JP2009031459A - Single mode optical fiber for visible light transmission - Google Patents

Abstract

<P>PROBLEM TO BE SOLVED: To provide a single mode optical fiber for visible light transmission having a low loss and high optical coupling efficiency even in a visible light transmission under single mode. <P>SOLUTION: The single mode fiber 5 for visible light transmission contains GeO<SB>2</SB>in its core, the clad of the fiber is made of pure quartz and has TEC part 3 whose core diameter is expanded in a taper shape toward the input/output end face of light in the vicinity of an input/output end face 6 of light of the single mode optical fiber, and a pure quartz rod 4 is connected to the input/output end face of light. Preferably, the length of the TEC part is 0.2 to 5.0 mm and the length of the pure quartz rod is 0.2 to 5.0 mm. <P>COPYRIGHT: (C)2009,JPO&INPIT

Description

  The present invention relates to a single-mode optical fiber for transmitting visible light, and more particularly to a single-mode optical fiber for visible light transmission that can be optically coupled with a light source, a photodetector, an optical device, and the like with low insertion loss efficiently.

  Conventionally, various methods are used for optical coupling between a light source such as a laser or LED or a detector such as a photodetector and a single mode optical fiber (hereinafter referred to as SM fiber).

  For example, in the method shown in FIG. 7A, the light from the light source 74 is collected by the lens 75 and is incident on the SM fiber 73 having the core 71 and the clad 72. In such a method, it is extremely difficult to adjust the deviation of the optical axis and the deviation of the angle only with the lens.

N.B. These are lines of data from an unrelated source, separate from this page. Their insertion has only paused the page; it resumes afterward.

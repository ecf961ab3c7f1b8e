use async_trait::async_trait;
use std::sync::Arc;

use crate::{
    crypto::password::CredentialHasher,
    error::ApiError,
    repo::{
        departments::DepartmentsRepo,
        event_levels::EventLevelsRepo,
        roles::RolesRepo,
        users::{NewUser, ProfilePatch, UserView, UsersRepo},
    },
};

pub struct RegisterUser {
    pub user_name: String,
    pub user_email: String,
    pub user_password: String,
    pub user_phone: String,
    pub department_id: String,
    /// True for accounts arriving through a social identity provider.
    pub is_socialed: bool,
}

pub struct UpdateUser {
    pub user_name: String,
    pub user_phone: String,
    pub department_id: String,
    pub event_level_name: String,
}

#[derive(Clone, Copy)]
pub struct Paging {
    pub offset: u64,
    pub limit: u64,
}

/// Account lifecycle orchestration. Every operation that resolves an account
/// by email sees active accounts only; withdrawn accounts behave as if they
/// never existed.
#[async_trait]
pub trait UserService: Send + Sync {
    async fn register(&self, input: RegisterUser) -> Result<(), ApiError>;
    async fn login(&self, email: &str, password: &str) -> Result<(), ApiError>;
    async fn get_user(&self, email: &str) -> Result<UserView, ApiError>;
    async fn exists_by_email(&self, email: &str) -> Result<bool, ApiError>;
    async fn list_users(&self, paging: Paging) -> Result<Vec<UserView>, ApiError>;
    async fn list_users_by_department(
        &self,
        department_id: &str,
        paging: Paging,
    ) -> Result<Vec<UserView>, ApiError>;
    async fn update_user(&self, email: &str, input: UpdateUser) -> Result<(), ApiError>;
    async fn change_password(&self, email: &str, current: &str, new: &str)
        -> Result<(), ApiError>;
    async fn change_role(&self, email: &str, role_id: &str) -> Result<(), ApiError>;
    async fn withdraw(&self, email: &str) -> Result<(), ApiError>;
}

pub struct UserServiceImpl {
    users_repo: Arc<dyn UsersRepo>,
    roles_repo: Arc<dyn RolesRepo>,
    departments_repo: Arc<dyn DepartmentsRepo>,
    event_levels_repo: Arc<dyn EventLevelsRepo>,
    hasher: Arc<dyn CredentialHasher>,
    default_role_id: String,
    default_event_level: String,
}

impl UserServiceImpl {
    pub fn new(
        users_repo: Arc<dyn UsersRepo>,
        roles_repo: Arc<dyn RolesRepo>,
        departments_repo: Arc<dyn DepartmentsRepo>,
        event_levels_repo: Arc<dyn EventLevelsRepo>,
        hasher: Arc<dyn CredentialHasher>,
        default_role_id: String,
        default_event_level: String,
    ) -> Self {
        Self {
            users_repo,
            roles_repo,
            departments_repo,
            event_levels_repo,
            hasher,
            default_role_id,
            default_event_level,
        }
    }

    async fn load_active(&self, email: &str) -> Result<crate::entities::users::Model, ApiError> {
        self.users_repo
            .find_active_by_email(email)
            .await?
            .ok_or_else(|| ApiError::NotFound("no active account for that email".to_string()))
    }
}

#[async_trait]
impl UserService for UserServiceImpl {
    async fn register(&self, input: RegisterUser) -> Result<(), ApiError> {
        tracing::debug!(email = %input.user_email, "registering account");

        if self
            .users_repo
            .exists_active_by_email(&input.user_email)
            .await?
        {
            return Err(ApiError::Conflict("email already registered".to_string()));
        }

        if !self.departments_repo.exists(&input.department_id).await? {
            return Err(ApiError::NotFound("department does not exist".to_string()));
        }

        // Registration defaults come from configuration; a misconfigured
        // default surfaces here rather than as a broken account later.
        if !self.roles_repo.exists(&self.default_role_id).await? {
            return Err(ApiError::NotFound(
                "default role is not configured".to_string(),
            ));
        }
        if !self
            .event_levels_repo
            .exists(&self.default_event_level)
            .await?
        {
            return Err(ApiError::NotFound(
                "default event level is not configured".to_string(),
            ));
        }

        let password_hash = self
            .hasher
            .hash(&input.user_password)
            .map_err(|_| ApiError::Storage(sea_orm::DbErr::Custom("hashing failed".to_string())))?;

        self.users_repo
            .insert(NewUser {
                user_name: input.user_name,
                user_email: input.user_email,
                password_hash,
                user_phone: input.user_phone,
                is_socialed: input.is_socialed,
                role_id: self.default_role_id.clone(),
                department_id: input.department_id,
                event_level_name: self.default_event_level.clone(),
            })
            .await?;

        Ok(())
    }

    async fn login(&self, email: &str, password: &str) -> Result<(), ApiError> {
        tracing::debug!(email = %email, "verifying credentials");

        let user = self.load_active(email).await?;
        if !self.hasher.verify(password, &user.user_password) {
            return Err(ApiError::Unauthorized("password mismatch".to_string()));
        }
        Ok(())
    }

    async fn get_user(&self, email: &str) -> Result<UserView, ApiError> {
        self.users_repo
            .find_view_by_email(email)
            .await?
            .ok_or_else(|| ApiError::NotFound("no active account for that email".to_string()))
    }

    async fn exists_by_email(&self, email: &str) -> Result<bool, ApiError> {
        Ok(self.users_repo.exists_active_by_email(email).await?)
    }

    async fn list_users(&self, paging: Paging) -> Result<Vec<UserView>, ApiError> {
        Ok(self
            .users_repo
            .list_views(paging.offset, paging.limit)
            .await?)
    }

    async fn list_users_by_department(
        &self,
        department_id: &str,
        paging: Paging,
    ) -> Result<Vec<UserView>, ApiError> {
        Ok(self
            .users_repo
            .list_views_by_department(department_id, paging.offset, paging.limit)
            .await?)
    }

    async fn update_user(&self, email: &str, input: UpdateUser) -> Result<(), ApiError> {
        let user = self.load_active(email).await?;

        if !self.departments_repo.exists(&input.department_id).await? {
            return Err(ApiError::NotFound("department does not exist".to_string()));
        }
        if !self
            .event_levels_repo
            .exists(&input.event_level_name)
            .await?
        {
            return Err(ApiError::NotFound("event level does not exist".to_string()));
        }

        self.users_repo
            .update_profile(
                user.user_no,
                ProfilePatch {
                    user_name: input.user_name,
                    user_phone: input.user_phone,
                    department_id: input.department_id,
                    event_level_name: input.event_level_name,
                },
            )
            .await?;
        Ok(())
    }

    async fn change_password(
        &self,
        email: &str,
        current: &str,
        new: &str,
    ) -> Result<(), ApiError> {
        let user = self.load_active(email).await?;
        if !self.hasher.verify(current, &user.user_password) {
            return Err(ApiError::Unauthorized("password mismatch".to_string()));
        }

        let password_hash = self
            .hasher
            .hash(new)
            .map_err(|_| ApiError::Storage(sea_orm::DbErr::Custom("hashing failed".to_string())))?;
        self.users_repo
            .update_password(user.user_no, &password_hash)
            .await?;
        Ok(())
    }

    async fn change_role(&self, email: &str, role_id: &str) -> Result<(), ApiError> {
        let user = self.load_active(email).await?;
        if !self.roles_repo.exists(role_id).await? {
            return Err(ApiError::NotFound("role does not exist".to_string()));
        }
        self.users_repo.update_role(user.user_no, role_id).await?;
        Ok(())
    }

    async fn withdraw(&self, email: &str) -> Result<(), ApiError> {
        tracing::debug!(email = %email, "withdrawing account");

        // Withdrawal is soft and one-way; a second call no longer finds an
        // active account and fails NotFound.
        let user = self.load_active(email).await?;
        self.users_repo.mark_withdrawn(user.user_no).await?;
        Ok(())
    }
}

  On the other hand, as shown in FIG. 7B, a method in which a GRIN (Graded Index) lens 77 is connected to the light incident / exit end face 76 of the SM fiber 73 is often used. When the GRIN lens is provided on the light incident / exit end face as described above, the light receiving area is increased, so that the optical coupling efficiency is increased. However, there is a disadvantage that the connection loss between the SM fiber 73 and the GRIN lens 77 is increased. There is also a disadvantage that it is difficult to maintain the length of the GRIN lens at the original design length by polishing the GRIN lens 77 when polishing the end face in the connector processing.

Further, as shown in FIG. 7 (c), a core expanding fiber whose core diameter is enlarged toward the light incident / exit end surface is connected to the light incident / exit end surface 76 of the SM fiber, and the light from the light source 74 is transmitted. It is also made to enter the SM fiber 73. The method of expanding the core diameter is called a TEC (Thermal Expanded Core) method, in which the vicinity of the light incident / exit end face 76 of the SM fiber is heated to diffuse GeO ₂ in the core to the cladding to thereby diffuse the core region. Is expanded to obtain a TEC fiber 78.

  When such a method is used, the light receiving area is increased, so that the optical coupling efficiency is increased, and the connection loss between the SM fiber 73 and the TEC fiber 78 can be reduced as compared with the GRIN lens system. However, this TEC fiber system also has a drawback that it is difficult to maintain the light receiving area of the TEC fiber in the original design state by polishing the TEC fiber 78 when polishing the end face in the connector processing.

  Therefore, a method of further connecting an SM fiber to the tip of the TEC fiber is also known (for example, see Patent Document 1). In this method, after connecting the SM fiber having a large core diameter and the SM fiber having a small core diameter, the core diameter in the vicinity of the connecting portion of the SM fiber having the small core diameter is expanded by the TEC method. In this case, since the TEC fiber is not polished, the light receiving area can be maintained as designed.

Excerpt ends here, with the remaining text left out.